Aku memperhatikan Ina asyik ngajak ngobrol, cerita kesana-kemari dengan Agam. Aku bingung harus gimana. Aku menyibukkan diri lagi dengan sms teman-teman gilaku. aku bicara seperlunya aja ma Agam bahkan nunggu dia mengajakku bicara duluan atau aku bicara lewat sms karena aku tidak mau dianggap mengganggu mereka berdua yang lagi asyik ngobrol.

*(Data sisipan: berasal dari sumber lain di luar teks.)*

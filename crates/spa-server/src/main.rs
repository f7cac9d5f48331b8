//! spa-server: Single Packet Authorization gateway.

use clap::Parser;
use spa_server::{firewall, ServerConfig, SpaServer, TermKeeper};
use std::net::IpAddr;
use std::path::PathBuf;
use std::sync::Arc;
use tokio::sync::broadcast;
use tracing::{error, info, warn};

/// spa-server: Single Packet Authorization gateway
#[derive(Parser, Debug)]
#[command(name = "spa-server", version, about = "Single Packet Authorization gateway")]
struct Cli {
    /// Address to listen on (overrides the config file)
    #[arg(long)]
    listen_addr: Option<IpAddr>,

    /// UDP port to listen on (overrides the config file)
    #[arg(short = 'p', long)]
    listen_port: Option<u16>,

    /// Config file path
    #[arg(short, long, default_value = "./spa.toml")]
    config: String,

    /// Log level (trace, debug, info, warn, error)
    #[arg(long, default_value = "info")]
    log_level: String,
}

#[tokio::main]
async fn main() {
    let cli = Cli::parse();

    use tracing_subscriber::EnvFilter;
    let env_filter = EnvFilter::try_from_default_env()
        .unwrap_or_else(|_| EnvFilter::new(&cli.log_level));
    tracing_subscriber::fmt()
        .with_env_filter(env_filter)
        .with_target(false)
        .init();

    info!(version = env!("CARGO_PKG_VERSION"), "starting spa-server");

    let config = match ServerConfig::load(
        &PathBuf::from(&cli.config),
        cli.listen_addr,
        cli.listen_port,
    ) {
        Ok(cfg) => cfg,
        Err(e) => {
            error!(error = %e, "failed to load config");
            std::process::exit(1);
        }
    };

    let verifier = match config.verification.verifier() {
        Ok(v) => Arc::new(v),
        Err(e) => {
            error!(error = %e, "failed to build verifier");
            std::process::exit(1);
        }
    };

    let binding = match firewall::from_config(&config.firewall) {
        Ok(b) => b,
        Err(e) => {
            error!(error = %e, "failed to set up firewall binding");
            std::process::exit(1);
        }
    };

    let keeper = Arc::new(TermKeeper::new(binding));
    let service = Arc::new(config.service.clone());
    let server = match SpaServer::bind(config.listen, service, verifier, keeper.clone()).await {
        Ok(s) => s,
        Err(e) => {
            error!(error = %e, listen = %config.listen, "failed to bind");
            std::process::exit(1);
        }
    };

    let (shutdown_tx, _) = broadcast::channel(1);
    let sweeper = keeper.clone().spawn_sweeper(shutdown_tx.subscribe());
    let mut receiver = tokio::spawn(server.run(shutdown_tx.subscribe()));

    tokio::select! {
        result = &mut receiver => {
            match result {
                Ok(Err(e)) => error!(error = %e, "server error"),
                Err(e) => error!(error = %e, "server task failed"),
                Ok(Ok(())) => {}
            }
        }
        _ = shutdown_signal() => {
            info!("received shutdown signal");
        }
    }

    let _ = shutdown_tx.send(());
    if let Err(e) = sweeper.await {
        warn!(error = %e, "sweeper task failed");
    }
    if !receiver.is_finished() {
        receiver.abort();
    }

    let revoked = keeper.shutdown().await;
    info!(revoked, "spa-server stopped");
}

/// Wait for SIGTERM or SIGINT (Ctrl+C).
async fn shutdown_signal() {
    let ctrl_c = tokio::signal::ctrl_c();

    #[cfg(unix)]
    {
        use tokio::signal::unix::{signal, SignalKind};
        match signal(SignalKind::terminate()) {
            Ok(mut sigterm) => {
                tokio::select! {
                    _ = ctrl_c => {}
                    _ = sigterm.recv() => {}
                }
            }
            Err(e) => {
                warn!(error = %e, "cannot install SIGTERM handler; waiting for Ctrl+C only");
                ctrl_c.await.ok();
            }
        }
    }

    #[cfg(not(unix))]
    {
        ctrl_c.await.ok();
    }
}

Acara diskusi sesi pertama selesai, waktunya menyantap jatah makan siang yang angat sederhana itu. Untuk yang kedua kalinya aku tidak selera makan, tapi apa boleh buat. Aku paksa makan paling tidak untuk mengganjal perutku karena aku tidak mau kelaparan di tempat yang cukup asing bagiku, apalagi aku juga buta tentang makanan apa yang enak di daerah situ yang bisa mengembalikan nafsu makanku. Kali ini aku tidak mau ambil resiko.
Setengah jam berlalu dan acara diskusi sesi kedua dilanjutkan. Pada sesi ini tidak banyak para partisipan yang bertanya. Mungkin karena sudah siang dan capai. Acara yang awalnya terjadwal dari jam 10 pagi dan diperkirakan selesai pada jam 1 siang ini molor satu jam. Dua menit sebelum para partisipan bubar, si pembawa acara mengumumkan bahwa sertifikat bisa langsung diambil pada panitia. Aku agak kaget juga karena memang tidak mengetahui sebelumnya akan dapat sertifikat juga. “Gak sia-sia aku ikut, ternyata ada sertifikatnya juga.” Kataku dalam hati dan tersenyum.

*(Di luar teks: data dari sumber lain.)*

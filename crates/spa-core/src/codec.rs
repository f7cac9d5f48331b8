//! Datagram codec for the SPA wire messages.
//!
//! Each UDP datagram carries exactly one protobuf-encoded message with no
//! framing. Datagrams larger than [`MAX_DATAGRAM_SIZE`] are rejected before
//! decoding.

use crate::error::{SpaError, SpaResult};
use crate::messages::{AuthReply, AuthRequest};
use prost::Message;

/// Largest datagram either side will send or accept (the maximum credential size).
pub const MAX_DATAGRAM_SIZE: usize = 8 * 1024;

/// Encode a message into a single datagram payload.
pub fn encode<M: Message>(message: &M) -> SpaResult<Vec<u8>> {
    let len = message.encoded_len();
    if len > MAX_DATAGRAM_SIZE {
        return Err(SpaError::Decode(format!(
            "message too large: {len} bytes (max {MAX_DATAGRAM_SIZE})"
        )));
    }
    let mut buf = Vec::with_capacity(len);
    message.encode(&mut buf)?;
    Ok(buf)
}

fn decode<M: Message + Default>(data: &[u8]) -> SpaResult<M> {
    if data.len() > MAX_DATAGRAM_SIZE {
        return Err(SpaError::Decode(format!(
            "datagram too large: {} bytes (max {MAX_DATAGRAM_SIZE})",
            data.len()
        )));
    }
    Ok(M::decode(data)?)
}

/// Decode an [`AuthRequest`]. A request without a token is malformed.
pub fn decode_request(data: &[u8]) -> SpaResult<AuthRequest> {
    let request: AuthRequest = decode(data)?;
    if request.token.is_empty() {
        return Err(SpaError::Decode("request carries no token".into()));
    }
    Ok(request)
}

/// Decode an [`AuthReply`]. A reply without a destination is malformed.
pub fn decode_reply(data: &[u8]) -> SpaResult<AuthReply> {
    let reply: AuthReply = decode(data)?;
    if reply.socket.is_empty() {
        return Err(SpaError::Decode("reply carries no socket".into()));
    }
    Ok(reply)
}

#[cfg(test)]
mod tests {
    use super::*;

    #[test]
    fn request_round_trip() {
        let request = AuthRequest::new("header.payload.signature");
        let bytes = encode(&request).unwrap();
        assert_eq!(decode_request(&bytes).unwrap(), request);
    }

    #[test]
    fn reply_field_layout() {
        // socket = 1 (length-delimited), expiration = 2 (varint)
        let reply = AuthReply {
            socket: "a:1".into(),
            expiration: 5,
        };
        let bytes = encode(&reply).unwrap();
        assert_eq!(bytes, vec![0x0a, 0x03, b'a', b':', b'1', 0x10, 0x05]);
        assert_eq!(decode_reply(&bytes).unwrap(), reply);
    }

    #[test]
    fn empty_datagram_is_not_a_request() {
        assert!(matches!(decode_request(&[]), Err(SpaError::Decode(_))));
    }

    #[test]
    fn garbage_is_rejected() {
        // Field 1 declared length-delimited with a length running past the end.
        assert!(decode_request(&[0x0a, 0xff, 0x01, b'x']).is_err());
    }

    #[test]
    fn oversized_datagram_is_rejected() {
        let data = vec![0u8; MAX_DATAGRAM_SIZE + 1];
        assert!(matches!(decode_request(&data), Err(SpaError::Decode(_))));
    }

    #[test]
    fn oversized_token_is_not_encoded() {
        let request = AuthRequest::new("x".repeat(MAX_DATAGRAM_SIZE));
        assert!(encode(&request).is_err());
    }
}
//! Token selection: a supplied token wins, otherwise one is minted from
//! the configured algorithm and key.

use crate::config::{expand_tilde, CredentialConfig};
use anyhow::{bail, Context, Result};
use spa_core::{mint_token, unix_now, CredentialAlgorithm};
use tracing::debug;

/// Credential flags; each overrides the matching `[credential]` setting.
#[derive(clap::Args, Debug, Clone, Default)]
pub struct CredentialArgs {
    /// Signing algorithm for minted tokens (hs256, rs256)
    #[arg(long = "jwt-algo", global = true)]
    pub algorithm: Option<CredentialAlgorithm>,

    /// Shared secret for hs256
    #[arg(long = "jwt-secret", global = true)]
    pub secret: Option<String>,

    /// PEM private key file for rs256
    #[arg(long = "jwt-key-file", global = true)]
    pub key_file: Option<String>,

    /// Lifetime of minted tokens in seconds
    #[arg(long = "jwt-duration", global = true)]
    pub duration: Option<u64>,
}

/// Mint a token from flags layered over the config file.
pub fn mint(args: &CredentialArgs, cfg: &CredentialConfig) -> Result<String> {
    let algorithm = args.algorithm.unwrap_or(cfg.algorithm);
    let duration = args.duration.unwrap_or(cfg.duration);
    if duration == 0 {
        bail!("token duration must be positive");
    }

    let key = match algorithm {
        CredentialAlgorithm::Hs256 => args
            .secret
            .clone()
            .or_else(|| cfg.secret.clone())
            .context("hs256 needs a secret (--jwt-secret or [credential] secret)")?
            .into_bytes(),
        CredentialAlgorithm::Rs256 => {
            let file = args
                .key_file
                .as_deref()
                .or(cfg.private_key_file.as_deref())
                .context("rs256 needs a private key (--jwt-key-file or [credential] private_key_file)")?;
            let path = expand_tilde(file);
            std::fs::read(&path)
                .with_context(|| format!("failed to read private key {}", path.display()))?
        }
    };

    let duration = i64::try_from(duration).context("token duration out of range")?;
    let expires_at = unix_now().saturating_add(duration);
    debug!(%algorithm, expires_at, "minting token");
    mint_token(algorithm, &key, expires_at).map_err(|e| anyhow::anyhow!("{e}"))
}

/// The token to send: `token` if given, else a freshly minted one.
pub fn resolve(token: Option<&str>, args: &CredentialArgs, cfg: &CredentialConfig) -> Result<String> {
    match token {
        Some(t) if !t.is_empty() => Ok(t.to_string()),
        Some(_) => bail!("token must not be empty"),
        None => mint(args, cfg),
    }
}

#[cfg(test)]
mod tests {
    use super::*;
    use spa_core::{JwtVerifier, Verifier};

    fn secret_args(secret: &str) -> CredentialArgs {
        CredentialArgs {
            secret: Some(secret.into()),
            ..CredentialArgs::default()
        }
    }

    #[test]
    fn supplied_token_wins() {
        let token = resolve(Some("abc"), &secret_args("s"), &CredentialConfig::default()).unwrap();
        assert_eq!(token, "abc");
    }

    #[test]
    fn empty_token_is_rejected() {
        assert!(resolve(Some(""), &secret_args("s"), &CredentialConfig::default()).is_err());
    }

    #[test]
    fn minted_token_verifies_with_duration() {
        let args = CredentialArgs {
            duration: Some(120),
            ..secret_args("s3cret")
        };
        let before = unix_now();
        let token = resolve(None, &args, &CredentialConfig::default()).unwrap();
        let claims = JwtVerifier::hs256(b"s3cret").unwrap().verify(&token).unwrap();
        assert!(claims.expires_at >= before + 120);
        assert!(claims.expires_at <= unix_now() + 120);
    }

    #[test]
    fn config_secret_is_used_when_flag_absent() {
        let cfg = CredentialConfig {
            secret: Some("from-config".into()),
            ..CredentialConfig::default()
        };
        let token = mint(&CredentialArgs::default(), &cfg).unwrap();
        assert!(JwtVerifier::hs256(b"from-config").unwrap().verify(&token).is_ok());
    }

    #[test]
    fn missing_secret_is_an_error() {
        let err = mint(&CredentialArgs::default(), &CredentialConfig::default()).unwrap_err();
        assert!(err.to_string().contains("secret"));
    }

    #[test]
    fn rs256_needs_key_file() {
        let args = CredentialArgs {
            algorithm: Some(CredentialAlgorithm::Rs256),
            ..CredentialArgs::default()
        };
        assert!(mint(&args, &CredentialConfig::default()).is_err());
    }

    #[test]
    fn zero_duration_is_rejected() {
        let args = CredentialArgs {
            duration: Some(0),
            ..secret_args("s")
        };
        assert!(mint(&args, &CredentialConfig::default()).is_err());
    }
}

Aku melihat Agam mengantri di depan laptop berniat minta kopian data yang baru saja dipresentasikan oleh pembicara. Kasihan melihat si cowok kurus itu mengantri, apalagi pas jatah dia mengkopi ada kesalahan teknis pada laptopnya. Aku merasa sebel juga melihatnya dan yang aku tahu dia orang yang gampang sekali ngomel dan gak sabaran.

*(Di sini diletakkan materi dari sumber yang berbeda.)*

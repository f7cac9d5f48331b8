//! Grant ("term") model.
//!
//! A [`Term`] records that one source address may reach the protected
//! service until `expires_at`. Terms are built once from a verified claim
//! set and never modified; the registry only ever inserts or removes them.

use crate::config::ServiceConfig;
use serde::Deserialize;
use spa_core::ClaimSet;
use std::fmt;
use std::net::{IpAddr, SocketAddr};

/// Provenance tag written into every native rule.
pub const RULE_COMMENT: &str = "spa-gateway";

/// Transport protocol of the protected service.
#[derive(Debug, Clone, Copy, PartialEq, Eq, Hash, Default, Deserialize)]
#[serde(rename_all = "lowercase")]
pub enum Protocol {
    #[default]
    Tcp,
    Udp,
}

impl Protocol {
    pub fn as_str(self) -> &'static str {
        match self {
            Self::Tcp => "tcp",
            Self::Udp => "udp",
        }
    }
}

impl fmt::Display for Protocol {
    fn fmt(&self, f: &mut fmt::Formatter<'_>) -> fmt::Result {
        f.write_str(self.as_str())
    }
}

/// A timed grant of access from one source to the protected service.
#[derive(Debug, Clone, PartialEq, Eq)]
pub struct Term {
    pub source: IpAddr,
    /// Port the request came from. Informational only; rules match any source port.
    pub source_port: u16,
    pub destination: IpAddr,
    pub destination_port: u16,
    pub protocol: Protocol,
    /// Epoch seconds at which the grant lapses.
    pub expires_at: i64,
    pub comment: String,
}

/// The tuple a native rule matches on. Two terms with the same key are
/// indistinguishable to a filter-table firewall.
#[derive(Debug, Clone, Copy, PartialEq, Eq, Hash)]
pub struct TermKey {
    pub source: IpAddr,
    pub destination: IpAddr,
    pub destination_port: u16,
    pub protocol: Protocol,
}

impl Term {
    /// Build the grant for a verified request.
    ///
    /// The grant never outlives the credential nor the configured maximum
    /// lifetime: `expires_at = min(now + ttl, claims.expires_at)`.
    pub fn grant(source: SocketAddr, claims: &ClaimSet, service: &ServiceConfig, now: i64) -> Self {
        let ttl = i64::try_from(service.ttl).unwrap_or(i64::MAX);
        let expires_at = now.saturating_add(ttl).min(claims.expires_at);
        Self {
            source: source.ip(),
            source_port: source.port(),
            destination: service.address,
            destination_port: service.port,
            protocol: service.protocol,
            expires_at,
            comment: RULE_COMMENT.to_string(),
        }
    }

    pub fn key(&self) -> TermKey {
        TermKey {
            source: self.source,
            destination: self.destination,
            destination_port: self.destination_port,
            protocol: self.protocol,
        }
    }

    pub fn is_expired(&self, now: i64) -> bool {
        self.expires_at <= now
    }
}

impl fmt::Display for Term {
    fn fmt(&self, f: &mut fmt::Formatter<'_>) -> fmt::Result {
        write!(
            f,
            "{} {} -> {}:{} until {}",
            self.protocol,
            self.source,
            self.destination,
            self.destination_port,
            self.expires_at
        )
    }
}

Aku langsung meraih HPku di dalam tas dan menelfon kakakku lagi.
“Ini dimana?” pertanyaan aku lontarkan pada Agam.
“Di Fakultas Sastra, Hayamwuruk.”
Lalu aku mengulanginya untuk memberitahukan kepada kakakku.
“Disuruh menunggu sebentar, nanti dia kemari.” Ucapku yang tidak jelas aku tujukan pada siapa tepatnya. Mereka berdua langsung mengambil tempat duduk yang berdampingan sedang aku harus duduk sendiri dan agak jauh dari mereka. Melihat mereka asyik ngobrol aku pun mendengarkan lagu-lagu yang sudah ada di my playlist di HPku dan bersms ria dengan teman-teman. Sampai akhirnya kakakku telfon dan memberitahu bahwa barang yang aku butuhkan belum selesai di instal.
Aku pun memutuskan untuk pulang saja. Dan fikiranku makin tambah ruwet. Sepanjang perjalanan aku jalan sendiri di belakang agak jauh dengan mereka. Aku menyadari bahwa aku gak mudeng dengan topik pembicaraan mereka. Ya sudah, aku menyibukkan diri lagi dengan sms dan telfon teman-teman gilaku, tepatnya agar aku merasa tidak sendirian. Lalu Agam menoleh ke belakang dan menawari untuk mampir ke masjid dulu dan aku hanya mengangguk sebagai tanda aku menyetujuinya. Di masjid itulah akhirnya tangisku pecah. Padahal sebenarnya aku ingin menahannya sampai rumah baru mau aku ledakkan, tapi ternyata air mataku tidak bisa diajak kompromi.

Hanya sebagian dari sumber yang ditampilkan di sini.